Abstract.
During the pre-implantation phase of development, the mouse embryo synthesizes HSC70, and HSP90α and β at a very high rate. After implantation, the expression of HSPs appears non-coordinated and is not uniform in the different tissues. The expression of inducible HSPs appears later in development than that of constitutive members of the family. HSP25 is highly expressed early in heart and muscle development, but also in some structure of the central nervous system. HSC70 and HSP90β are expressed ubiquitously, but their expression reaches very high levels in the nervous system (neural tracks) and during bone morphogenesis (in the hypertrophic chondrocytes). The mechanisms involved in HSP expression during mouse embryogenesis are probably diverse, involving tissue-specific sequences.

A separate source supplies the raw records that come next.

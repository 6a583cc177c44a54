//! Stream call engine: reconnect loop, lifecycle hooks, and the event
//! channel handed to callers.
//!
//! `execute` returns an [`RpcStream`] immediately; a background task dials
//! the server, feeds parsed envelopes into the channel, and reconnects with
//! backoff on transport interruptions. Protocol violations and non-5xx HTTP
//! failures are fatal: the error is delivered as a final envelope and the
//! channel closes. Interceptors wrap the stream SETUP only; reconnects
//! happen underneath them, while header providers re-run for every dial.

use crate::catalog::{OperationId, OperationKind};
use crate::chain;
use crate::client::call::{encode_input, http_status_error};
use crate::client::headers::{self, HeaderProvider};
use crate::client::interceptor::{Interceptor, Invoker, RequestInfo};
use crate::client::sse::SseParser;
use crate::client::RpcClient;
use crate::config::{resolve, ReconnectConfig, DEFAULT_MAX_MESSAGE_SIZE};
use crate::envelope::Envelope;
use crate::error::{category, code, Error, Result};
use futures::StreamExt;
use http::header::{HeaderMap, HeaderValue};
use serde::Serialize;
use serde_json::Value;
use std::pin::Pin;
use std::sync::Arc;
use std::task::{Context, Poll};
use std::time::Duration;
use tokio::sync::mpsc;
use tokio_util::sync::CancellationToken;
use url::Url;

/// Server-pushed event sequence for one stream call.
///
/// Yields envelopes in emit order; a final non-`ok` envelope (if any)
/// explains why the stream ended. The channel closes when the stream is
/// over -- there is no out-of-band error path.
pub struct RpcStream {
    rx: mpsc::Receiver<Envelope<Value>>,
}

impl RpcStream {
    /// Receive the next envelope; `None` once the stream is closed.
    pub async fn next(&mut self) -> Option<Envelope<Value>> {
        self.rx.recv().await
    }

    /// Receive without waiting.
    pub fn try_next(&mut self) -> Option<Envelope<Value>> {
        self.rx.try_recv().ok()
    }
}

impl futures::Stream for RpcStream {
    type Item = Envelope<Value>;

    fn poll_next(self: Pin<&mut Self>, cx: &mut Context<'_>) -> Poll<Option<Self::Item>> {
        self.get_mut().rx.poll_recv(cx)
    }
}

#[derive(Clone, Default)]
struct StreamHooks {
    on_connect: Option<Arc<dyn Fn() + Send + Sync>>,
    on_reconnect: Option<Arc<dyn Fn(u32, Duration) + Send + Sync>>,
    on_disconnect: Option<Arc<dyn Fn(Option<&Error>) + Send + Sync>>,
}

/// Fluent per-call configuration for one stream invocation.
pub struct StreamBuilder {
    client: RpcClient,
    rpc: String,
    op: String,
    headers: Vec<(String, String)>,
    provider: Option<HeaderProvider>,
    reconnect: Option<ReconnectConfig>,
    max_message_size: Option<usize>,
    cancel: Option<CancellationToken>,
    hooks: StreamHooks,
}

impl StreamBuilder {
    pub(crate) fn new(client: RpcClient, rpc: &str, op: &str) -> Self {
        Self {
            client,
            rpc: rpc.to_string(),
            op: op.to_string(),
            headers: Vec::new(),
            provider: None,
            reconnect: None,
            max_message_size: None,
            cancel: None,
            hooks: StreamHooks::default(),
        }
    }

    pub fn header(mut self, name: impl Into<String>, value: impl Into<String>) -> Self {
        self.headers.push((name.into(), value.into()));
        self
    }

    pub fn provider<F>(mut self, f: F) -> Self
    where
        F: Fn() -> Result<Vec<(String, String)>> + Send + Sync + 'static,
    {
        self.provider = Some(Arc::new(f));
        self
    }

    pub fn reconnect(mut self, reconnect: ReconnectConfig) -> Self {
        self.reconnect = Some(reconnect);
        self
    }

    /// Bound on the accumulated `data:` bytes of one event.
    pub fn max_message_size(mut self, bytes: usize) -> Self {
        self.max_message_size = Some(bytes);
        self
    }

    /// Close the stream when `cancel` fires.
    pub fn cancel(mut self, cancel: CancellationToken) -> Self {
        self.cancel = Some(cancel);
        self
    }

    /// Called after every successful dial, initial and reconnects alike.
    pub fn on_connect<F>(mut self, f: F) -> Self
    where
        F: Fn() + Send + Sync + 'static,
    {
        self.hooks.on_connect = Some(Arc::new(f));
        self
    }

    /// Called with `(attempt, delay)` before each reconnect backoff sleep.
    pub fn on_reconnect<F>(mut self, f: F) -> Self
    where
        F: Fn(u32, Duration) + Send + Sync + 'static,
    {
        self.hooks.on_reconnect = Some(Arc::new(f));
        self
    }

    /// Called exactly once when the stream ends, with the terminal error if
    /// there was one.
    pub fn on_disconnect<F>(mut self, f: F) -> Self
    where
        F: Fn(Option<&Error>) + Send + Sync + 'static,
    {
        self.hooks.on_disconnect = Some(Arc::new(f));
        self
    }

    /// Start the stream. All failures, including precondition ones, arrive
    /// as envelopes on the returned stream.
    pub async fn execute<P: Serialize>(self, input: P) -> RpcStream {
        let (tx, rx) = mpsc::channel::<Envelope<Value>>(64);
        let out = RpcStream { rx };
        let Self {
            client,
            rpc,
            op,
            headers,
            provider,
            reconnect,
            max_message_size,
            cancel,
            hooks,
        } = self;

        // Fail fast before any network I/O: unknown operation, unencodable
        // input, or a degenerate base URL.
        let prepared: Result<(Value, Url)> = (|| {
            match client.inner.catalog.kind_of(&rpc, &op) {
                Some(OperationKind::Stream) => {}
                _ => {
                    return Err(Error::new(format!("Invalid operation: {rpc}.{op}"))
                        .with_category(category::CLIENT)
                        .with_code(code::UNKNOWN_OPERATION))
                }
            }
            let input = encode_input(&input)?;
            let url = client.operation_url(&rpc, &op)?;
            Ok((input, url))
        })();
        let (input, url) = match prepared {
            Ok(v) => v,
            Err(e) => {
                let _ = tx.send(Envelope::failure(e.clone())).await;
                if let Some(f) = &hooks.on_disconnect {
                    f(Some(&e));
                }
                return out;
            }
        };

        let (global, rpc_scope) = client.snapshot(&rpc);
        let reconnect = resolve(
            reconnect,
            rpc_scope.reconnect,
            global.reconnect,
            ReconnectConfig::default(),
        );
        let max_message_size = resolve(
            max_message_size,
            rpc_scope.max_message_size,
            global.max_message_size,
            DEFAULT_MAX_MESSAGE_SIZE,
        );

        let mut op_providers: Vec<HeaderProvider> = Vec::new();
        if !headers.is_empty() {
            op_providers.push(headers::static_provider(headers));
        }
        if let Some(p) = provider {
            op_providers.push(p);
        }

        let task = StreamTask {
            http: client.inner.http.clone(),
            url: url.clone(),
            input,
            providers: Arc::new([global.providers, rpc_scope.providers, op_providers]),
            reconnect,
            max_message_size,
            cancel,
            hooks: hooks.clone(),
            tx: tx.clone(),
        };

        // Interceptors see one setup per call, not every reconnect.
        let setup: Invoker = Arc::new(move |_info| {
            let task = task.clone();
            Box::pin(async move {
                tokio::spawn(task.run());
                Ok(Value::Null)
            })
        });
        let mut links: Vec<Interceptor> = global.interceptors;
        links.extend(rpc_scope.interceptors);
        let setup_chain = chain::compose(&links, setup);

        let info = RequestInfo {
            op: OperationId::stream(&rpc, &op),
            url,
        };
        if let Err(e) = setup_chain(info).await {
            let _ = tx.send(Envelope::failure(e.clone())).await;
            if let Some(f) = &hooks.on_disconnect {
                f(Some(&e));
            }
        }
        out
    }
}

enum ReadOutcome {
    /// Server ended the stream cleanly.
    Eof,
    /// Caller cancelled or stopped listening.
    Cancelled,
    /// Protocol violation; the terminal envelope was already delivered.
    Fatal(Error),
    /// Transport interruption, eligible for reconnect.
    Interrupted(Error),
}

#[derive(Clone)]
struct StreamTask {
    http: reqwest::Client,
    url: Url,
    input: Value,
    providers: Arc<[Vec<HeaderProvider>; 3]>,
    reconnect: ReconnectConfig,
    max_message_size: usize,
    cancel: Option<CancellationToken>,
    hooks: StreamHooks,
    tx: mpsc::Sender<Envelope<Value>>,
}

impl StreamTask {
    async fn run(self) {
        let final_err = self.run_inner().await;
        if let Some(f) = &self.hooks.on_disconnect {
            f(final_err.as_ref());
        }
        // dropping self closes the event channel
    }

    async fn run_inner(&self) -> Option<Error> {
        let body = match serde_json::to_vec(&self.input) {
            Ok(b) => b,
            Err(e) => {
                let err = Error::new(format!("failed to encode input: {e}"))
                    .with_category(category::CLIENT)
                    .with_code(code::ENCODE_INPUT);
                self.deliver(&err).await;
                return Some(err);
            }
        };

        let mut failures: u32 = 0;
        loop {
            if self.is_cancelled() {
                return None;
            }

            let mut headers = HeaderMap::new();
            headers.insert(
                http::header::CONTENT_TYPE,
                HeaderValue::from_static("application/json"),
            );
            headers.insert(
                http::header::ACCEPT,
                HeaderValue::from_static("text/event-stream"),
            );
            for tier in self.providers.iter() {
                if let Err(e) = headers::apply(&mut headers, tier) {
                    self.deliver(&e).await;
                    return Some(e);
                }
            }

            let request = self
                .http
                .post(self.url.clone())
                .headers(headers)
                .body(body.clone());
            let sent = match &self.cancel {
                Some(token) => tokio::select! {
                    _ = token.cancelled() => return None,
                    r = request.send() => r,
                },
                None => request.send().await,
            };

            let response = match sent {
                Ok(r) => r,
                Err(e) => {
                    let err = Error::new(format!("connect failed: {e}"))
                        .with_category(category::CONNECTION)
                        .with_code(code::CONNECT_FAILED);
                    if !self.backoff(&mut failures).await {
                        self.deliver(&err).await;
                        return Some(err);
                    }
                    continue;
                }
            };

            let status = response.status();
            if status.is_server_error() {
                drop(response);
                let err = http_status_error(status);
                if !self.backoff(&mut failures).await {
                    self.deliver(&err).await;
                    return Some(err);
                }
                continue;
            }
            if !status.is_success() {
                let err = http_status_error(status);
                self.deliver(&err).await;
                return Some(err);
            }

            if let Some(f) = &self.hooks.on_connect {
                f();
            }
            failures = 0;

            match self.read_events(response).await {
                ReadOutcome::Eof => return None,
                ReadOutcome::Cancelled => return None,
                ReadOutcome::Fatal(e) => return Some(e),
                ReadOutcome::Interrupted(e) => {
                    if !self.backoff(&mut failures).await {
                        self.deliver(&e).await;
                        return Some(e);
                    }
                }
            }
        }
    }

    async fn read_events(&self, response: reqwest::Response) -> ReadOutcome {
        let mut chunks = response.bytes_stream();
        let mut parser = SseParser::new(self.max_message_size);
        loop {
            let chunk = match &self.cancel {
                Some(token) => tokio::select! {
                    _ = token.cancelled() => return ReadOutcome::Cancelled,
                    c = chunks.next() => c,
                },
                None => chunks.next().await,
            };
            match chunk {
                None => return ReadOutcome::Eof,
                Some(Err(e)) => {
                    return ReadOutcome::Interrupted(
                        Error::new(format!("stream read failed: {e}"))
                            .with_category(category::CONNECTION),
                    )
                }
                Some(Ok(bytes)) => match parser.push(&bytes) {
                    Ok(events) => {
                        for env in events {
                            if self.tx.send(env).await.is_err() {
                                return ReadOutcome::Cancelled;
                            }
                        }
                    }
                    Err(e) => {
                        self.deliver(&e).await;
                        return ReadOutcome::Fatal(e);
                    }
                },
            }
        }
    }

    /// Count one failure; `true` when a reconnect attempt remains. Fires the
    /// `on_reconnect` hook and sleeps the backoff before returning.
    async fn backoff(&self, failures: &mut u32) -> bool {
        *failures += 1;
        if *failures >= self.reconnect.attempts() {
            return false;
        }
        let delay = self.reconnect.delay_for(*failures);
        if let Some(f) = &self.hooks.on_reconnect {
            f(*failures, delay);
        }
        tracing::debug!(attempt = *failures, ?delay, "stream reconnecting");
        match &self.cancel {
            Some(token) => tokio::select! {
                _ = token.cancelled() => {}
                _ = tokio::time::sleep(delay) => {}
            },
            None => tokio::time::sleep(delay).await,
        }
        true
    }

    async fn deliver(&self, e: &Error) {
        let _ = self.tx.send(Envelope::failure(e.clone())).await;
    }

    fn is_cancelled(&self) -> bool {
        self.cancel.as_ref().is_some_and(|t| t.is_cancelled())
    }
}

Although the DNA-binding activity and expression of the second heat shock transcription factor, HSF2, seems to be developmentally regulated, becoming detectable at the blastocyst stage and reaching a peak at day 10 of development, there is no obvious correlation between the level of this factor and the expression of HSPs. HSF2 might be involved in the onset of expression of HSPs, regulate (inhibit) their expression, or control the expression of other developmental genes yet to be discovered.
Keywords: Key words. Chaperones; heat shock proteins; heat shock transcription factors; pre- and post-implantation development.